Learning Closed-form Equations for Subgrid-scale Closures from High-fidelity Data: Promises and Challenges
Karan Jakhar, Yifei Guan, Rambod Mojgani, Ashesh Chattopadhyay, Pedram Hassanzadeh
TL;DR
This work shows that equation-discovery on high-fidelity 2D-FHIT and RBC data yields subgrid-scale closures whose form matches the nonlinear-gradient model (NGM) across common filters. The learned closures exhibit high a priori correlations but fail to deliver stable a posteriori LES, with 2D-FHIT showing zero inter-scale kinetic-energy transfer under NGM and RBC revealing incomplete backscatter of potential energy. The results reveal that the leading Taylor-series term dominates the learned closures and that the coefficients depend on the filter type/size rather than the flow, prompting calls for physics-informed loss functions and libraries. The study highlights the need to incorporate inter-scale energy transfer constraints and memory effects to obtain accurate, stable closures in multi-scale Earth-system simulations, and it provides a framework to refine equation-discovery approaches for SGS modeling.
Abstract
There is growing interest in discovering interpretable, closed-form equations for subgrid-scale (SGS) closures/parameterizations of complex processes in Earth systems. Here, we apply a common equation-discovery technique with expansive libraries to learn closures from filtered direct numerical simulations of 2D turbulence and Rayleigh-Bénard convection (RBC). Across common filters (e.g., Gaussian, box), we robustly discover closures of the same form for momentum and heat fluxes. These closures depend on nonlinear combinations of gradients of filtered variables, with constants that are independent of the fluid/flow properties and only depend on filter type/size. We show that these closures are the nonlinear gradient model (NGM), which is derivable analytically using Taylor-series. Indeed, we suggest that with common (physics-free) equation-discovery algorithms, for many common systems/physics, discovered closures are consistent with the leading term of the Taylor-series (except when cutoff filters are used). Like previous studies, we find that large-eddy simulations with NGM closures are unstable, despite significant similarities between the true and NGM-predicted fluxes (correlations $> 0.95$).
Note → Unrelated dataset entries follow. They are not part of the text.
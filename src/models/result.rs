//! Planning result (report) model.

use serde::{Deserialize, Serialize};

use super::{Assignment, Bottleneck};

/// Version tag stamped on every result.
pub const ENGINE_VERSION: &str = concat!(env!("CARGO_PKG_VERSION"), "-greedy");

/// Local time as ISO-8601 with microseconds, e.g. `2024-01-01T08:30:00.123456`.
pub fn local_timestamp() -> String {
    chrono::Local::now()
        .naive_local()
        .format("%Y-%m-%dT%H:%M:%S%.6f")
        .to_string()
}

/// Output of one planning run.
///
/// Apart from `timestamp` and `solve_time_seconds`, identical inputs
/// always produce an identical result.
#[derive(Debug, Clone, PartialEq, Serialize, Deserialize)]
pub struct RosteringResult {
    /// Assignments in commit order: locked first, then greedy.
    pub roster: Vec<Assignment>,
    /// Unfilled requirements, in requirement order.
    pub bottlenecks: Vec<Bottleneck>,
    /// Percentage of requirements fully staffed (0-100).
    pub coverage_rate: f64,
    /// Number of requirement entries.
    pub total_slots: usize,
    /// Requirement entries without a bottleneck.
    pub assigned_slots: usize,
    /// Wall-clock time spent in allocation.
    pub solve_time_seconds: f64,
    pub timestamp: String,
    pub version: String,
}

impl RosteringResult {
    /// Number of locked assignments in the roster.
    pub fn locked_count(&self) -> usize {
        self.roster.iter().filter(|a| a.is_locked).count()
    }

    /// Whether every requirement was fully staffed.
    pub fn is_fully_covered(&self) -> bool {
        self.bottlenecks.is_empty()
    }
}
We identify two shortcomings as reasons for these instabilities: in 2D, NGM produces zero kinetic energy transfer between resolved and subgrid scales, lacking both diffusion and backscattering. In RBC, potential energy backscattering is poorly predicted. Moreover, we show that SGS fluxes diagnosed from data, presumed the ''truth'' for discovery, depend on filtering procedures and are not unique. Accordingly, to learn accurate, stable closures in future work, we propose several ideas around using physics-informed libraries, loss functions, and metrics. These findings are relevant to closure modeling of any multi-scale system.